Los Angeles–based band New Language are not new to us here at Tuned Up. Last year we premiered a single of theirs, and earlier this year we included them on an Artists To Watch list for 2020. And so far that has proved to be the case, as they are starting to catch fire and it’s a beautiful thing to watch. They play a very infectious brand of alt-rock that is sure to continue to catch on. What we have seen from them up to this point is just the tip of the iceberg. This is a band that I think will be huge in a few years. They have all the necessary elements. Today they also released an EP, so while reading this, you should listen to the EP as well. There is a link here at the bottom. And this edition of Five Albums with Cobra is with New Language guitarist, Sebastien Betley. Enjoy!!!
I’ve been a guitar nerd for almost my entire life. I remember being a kid, playing classical guitar on my mom’s old nylon string guitar and hearing “Far Beyond the Sun” by Yngwie Malmsteen. I was already into Metallica, Pearl Jam, Clapton, Zeppelin, and had a passable version of “Malagueña” happening at the time on my instrument, but I had no idea a guitar could do THAT. I was obsessed. There was a natural progression of getting into guys like Joe Satriani, Steve Vai, Eddie Van Halen, Eric Johnson, Paul Gilbert, Steve Morse, and John Petrucci… I could talk about those dudes until I’m blue in the face, but here are a few records a little off the beaten path of shreddy guitar that have inspired me over the years. – Sebastien Betley, New Language
5 Albums that’ll Melt Your F*cking Face
You Had It Coming – Jeff Beck
Jeff Beck’s an all-time great. He never really reached the widespread appeal of guys like Clapton and Hendrix, but if you know, you know. Jeff’s style is so recognizable and unique, and he’s always trying new and different things—this record’s got some really interesting electronic production and, of course, killer guitar playing. Imogen Heap hops in for some guest vocals on “Rollin’ and Tumblin’,” and there’s some really cool microtonal bending and awesome choices on “Nadia,” which was his take on a pop song by Indian artist Nitin Sawhney. Really rad stuff.

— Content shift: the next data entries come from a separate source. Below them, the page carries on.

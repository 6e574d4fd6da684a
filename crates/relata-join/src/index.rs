//! FactIndex: an in-memory triple store for fact-pattern constraints.
//!
//! Facts are `(entity, attribute, value)` triples over interned [`Value`]s.
//! Each column keeps `value id -> {fact ids}` as a Roaring bitmap, so the
//! facts matching any combination of bound positions are the intersection of
//! at most three bitmaps.
//!
//! Retracted facts keep their id (the id space only grows); snapshots written
//! with [`FactIndex::to_bytes`] compact them away.

use std::path::Path;
use std::sync::atomic::{AtomicU32, Ordering};

use ahash::AHashMap;
use dashmap::DashMap;
use roaring::RoaringBitmap;

use crate::error::{JoinError, Result};
use crate::value::Value;

// ============================================================================
// Value interning
// ============================================================================

/// Interned value ID.
pub type ValueId = u32;

/// Value interner: maps values to compact IDs and back.
#[derive(Debug)]
pub struct ValueInterner {
    to_id: DashMap<Value, ValueId>,
    to_value: DashMap<ValueId, Value>,
    next_id: AtomicU32,
}

impl ValueInterner {
    pub fn new() -> Self {
        Self {
            to_id: DashMap::new(),
            to_value: DashMap::new(),
            next_id: AtomicU32::new(0),
        }
    }

    /// Intern a value, returning its ID
    pub fn intern(&self, value: &Value) -> ValueId {
        if let Some(id) = self.to_id.get(value) {
            return *id;
        }
        *self.to_id.entry(value.clone()).or_insert_with(|| {
            let id = self.next_id.fetch_add(1, Ordering::SeqCst);
            self.to_value.insert(id, value.clone());
            id
        })
    }

    /// Look up an existing ID without inserting.
    pub fn id_of(&self, value: &Value) -> Option<ValueId> {
        self.to_id.get(value).map(|id| *id)
    }

    pub fn lookup(&self, id: ValueId) -> Option<Value> {
        self.to_value.get(&id).map(|v| v.clone())
    }

    pub fn len(&self) -> usize {
        self.next_id.load(Ordering::SeqCst) as usize
    }

    pub fn is_empty(&self) -> bool {
        self.len() == 0
    }
}

impl Default for ValueInterner {
    fn default() -> Self {
        Self::new()
    }
}

// ============================================================================
// Fact index
// ============================================================================

/// A column of a fact triple.
#[derive(Debug, Clone, Copy, PartialEq, Eq, Hash)]
pub enum Position {
    Entity = 0,
    Attribute = 1,
    Value = 2,
}

impl Position {
    pub const ALL: [Position; 3] = [Position::Entity, Position::Attribute, Position::Value];

    pub const fn column(self) -> usize {
        self as usize
    }
}

pub type FactId = u32;

#[derive(Debug, Default)]
pub struct FactIndex {
    interner: ValueInterner,
    /// `fact id -> (entity, attribute, value)`; retracted slots stay in place.
    facts: Vec<[ValueId; 3]>,
    live: RoaringBitmap,
    by_triple: AHashMap<[ValueId; 3], FactId>,
    /// Per position: `value id -> {fact ids}`.
    columns: [AHashMap<ValueId, RoaringBitmap>; 3],
}

impl FactIndex {
    pub fn new() -> Self {
        Self::default()
    }

    pub fn from_facts<E, A, V>(facts: impl IntoIterator<Item = (E, A, V)>) -> Self
    where
        E: Into<Value>,
        A: Into<Value>,
        V: Into<Value>,
    {
        let mut index = Self::new();
        for (e, a, v) in facts {
            index.insert(e, a, v);
        }
        index
    }

    /// Add a fact. Returns `false` when it was already present.
    pub fn insert(
        &mut self,
        entity: impl Into<Value>,
        attribute: impl Into<Value>,
        value: impl Into<Value>,
    ) -> bool {
        let triple = [
            self.interner.intern(&entity.into()),
            self.interner.intern(&attribute.into()),
            self.interner.intern(&value.into()),
        ];
        if self.by_triple.contains_key(&triple) {
            return false;
        }
        let id = self.facts.len() as FactId;
        self.facts.push(triple);
        self.live.insert(id);
        self.by_triple.insert(triple, id);
        for (column, &value_id) in self.columns.iter_mut().zip(&triple) {
            column
                .entry(value_id)
                .or_insert_with(RoaringBitmap::new)
                .insert(id);
        }
        true
    }

    /// Remove a fact. Returns `false` when it was not present.
    pub fn retract(&mut self, entity: &Value, attribute: &Value, value: &Value) -> bool {
        let Some(triple) = self.triple_ids(entity, attribute, value) else {
            return false;
        };
        let Some(id) = self.by_triple.remove(&triple) else {
            return false;
        };
        self.live.remove(id);
        for (column, value_id) in self.columns.iter_mut().zip(&triple) {
            if let Some(bitmap) = column.get_mut(value_id) {
                bitmap.remove(id);
                if bitmap.is_empty() {
                    column.remove(value_id);
                }
            }
        }
        true
    }

    pub fn contains(&self, entity: &Value, attribute: &Value, value: &Value) -> bool {
        self.triple_ids(entity, attribute, value)
            .is_some_and(|t| self.by_triple.contains_key(&t))
    }

    pub fn len(&self) -> usize {
        self.live.len() as usize
    }

    pub fn is_empty(&self) -> bool {
        self.live.is_empty()
    }

    pub fn id_of(&self, value: &Value) -> Option<ValueId> {
        self.interner.id_of(value)
    }

    pub fn value_of(&self, id: ValueId) -> Option<Value> {
        self.interner.lookup(id)
    }

    pub fn fact(&self, id: FactId) -> Option<[ValueId; 3]> {
        if !self.live.contains(id) {
            return None;
        }
        self.facts.get(id as usize).copied()
    }

    /// Number of live facts with `id` at `position`.
    pub fn count(&self, position: Position, id: ValueId) -> u64 {
        self.columns[position.column()]
            .get(&id)
            .map(RoaringBitmap::len)
            .unwrap_or(0)
    }

    /// Facts whose bound positions hold the given value ids.
    ///
    /// Intersects from the smallest column bitmap upward; with nothing bound
    /// this is every live fact.
    pub fn matching(&self, bound: &[(Position, ValueId)]) -> RoaringBitmap {
        let mut bitmaps: Vec<&RoaringBitmap> = Vec::with_capacity(bound.len());
        for &(position, id) in bound {
            match self.columns[position.column()].get(&id) {
                Some(bitmap) => bitmaps.push(bitmap),
                None => return RoaringBitmap::new(),
            }
        }
        bitmaps.sort_by_key(|b| b.len());
        let mut iter = bitmaps.into_iter();
        let Some(first) = iter.next() else {
            return self.live.clone();
        };
        let mut out = first.clone();
        for bitmap in iter {
            out &= bitmap;
            if out.is_empty() {
                break;
            }
        }
        out
    }

    /// Iterate live facts in insertion order, resolved to values.
    pub fn iter(&self) -> impl Iterator<Item = (Value, Value, Value)> + '_ {
        self.live.iter().filter_map(move |id| {
            let [e, a, v] = self.facts[id as usize];
            Some((
                self.interner.lookup(e)?,
                self.interner.lookup(a)?,
                self.interner.lookup(v)?,
            ))
        })
    }

    fn triple_ids(&self, entity: &Value, attribute: &Value, value: &Value) -> Option<[ValueId; 3]> {
        Some([
            self.interner.id_of(entity)?,
            self.interner.id_of(attribute)?,
            self.interner.id_of(value)?,
        ])
    }

    // ------------------------------------------------------------------------
    // Snapshots
    // ------------------------------------------------------------------------

    /// Serialize live facts to bytes.
    pub fn to_bytes(&self) -> Result<Vec<u8>> {
        let facts: Vec<(Value, Value, Value)> = self.iter().collect();
        Ok(bincode::serialize(&facts)?)
    }

    /// Deserialize from bytes
    pub fn from_bytes(bytes: &[u8]) -> Result<Self> {
        let facts: Vec<(Value, Value, Value)> = bincode::deserialize(bytes)?;
        Ok(Self::from_facts(facts))
    }

    pub fn save(&self, path: impl AsRef<Path>) -> Result<()> {
        std::fs::write(path, self.to_bytes()?)?;
        Ok(())
    }

    pub fn load(path: impl AsRef<Path>) -> Result<Self> {
        let path = path.as_ref();
        let bytes = std::fs::read(path)
            .map_err(|e| JoinError::Snapshot(format!("{}: {e}", path.display())))?;
        Self::from_bytes(&bytes)
    }
}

The Way of the Exploding Guitar – Mr. Fastfinger
I got into Mr. Fastfinger back in the days of Newgrounds, AddictingGames, and Miniclip, when Flash animation ruled the internet. I found this crazy site with a bunch of awesome animations of this guitar-playing-Ninja guy named Mr. Fastfinger who had all these insane guitar licks tabbed out, and I was instantly hooked. The man behind it, Mika Tyyskä, is a super awesome and super tasteful player who’s put out a bunch of cool records since then, too! Check out his whole discography, there’s a ton of good stuff.
Dunno – Owane
I thank the Spotify algorithm gods for this one—I discovered Owane 2 or 3 years ago after a week on the road listening almost entirely to shred guitar and jazz records. Owane’s playing is heavily jazz and R&B influenced, but he’s got major chops and an awesome stratty tone. A 60 cycle hum is annoying AF, but I’m a sucker for a mid-gain, single-coil lead guitar tone. His lines, grooves, chord changes and songwriting choices are all super creative, too. Check out album opener “Rekt” for a little taste of what I’m talking about.
Moving Parts – Benny Greb
Be warned—this one isn’t a guitar record!! I forget where I found out about Benny Greb, but I’ve always been into the concept of drummer-as-bandleader, guys like Billy Cobham and Brian Blade. I played drums as a kid, and once upon a time thought I was going to be the next John Bonham until, well… Yngwie! This record is super cool: all trio arrangements featuring Benny’s heavy grooves and some really interesting ambient guitar textures as well.
Wheelhouse – Greg Howe
Greg Howe’s been around a long time as a session player and independent artist, but I’ve only gotten into him recently. There’s a ton of notes on this record, but the choices he makes are always super interesting—I love all of the shreddiest shredders, but Greg never seems to fall into any pattern-based or repetitive lick kind of stuff. It’s a lot of these super athletic lines with wide interval leaps and really innovative techniques and playing. If you’re into funky/groovy fusion-rock with super cool chord changes and enough notes to turn your grey matter into a smooth porridge, Greg Howe is your guy.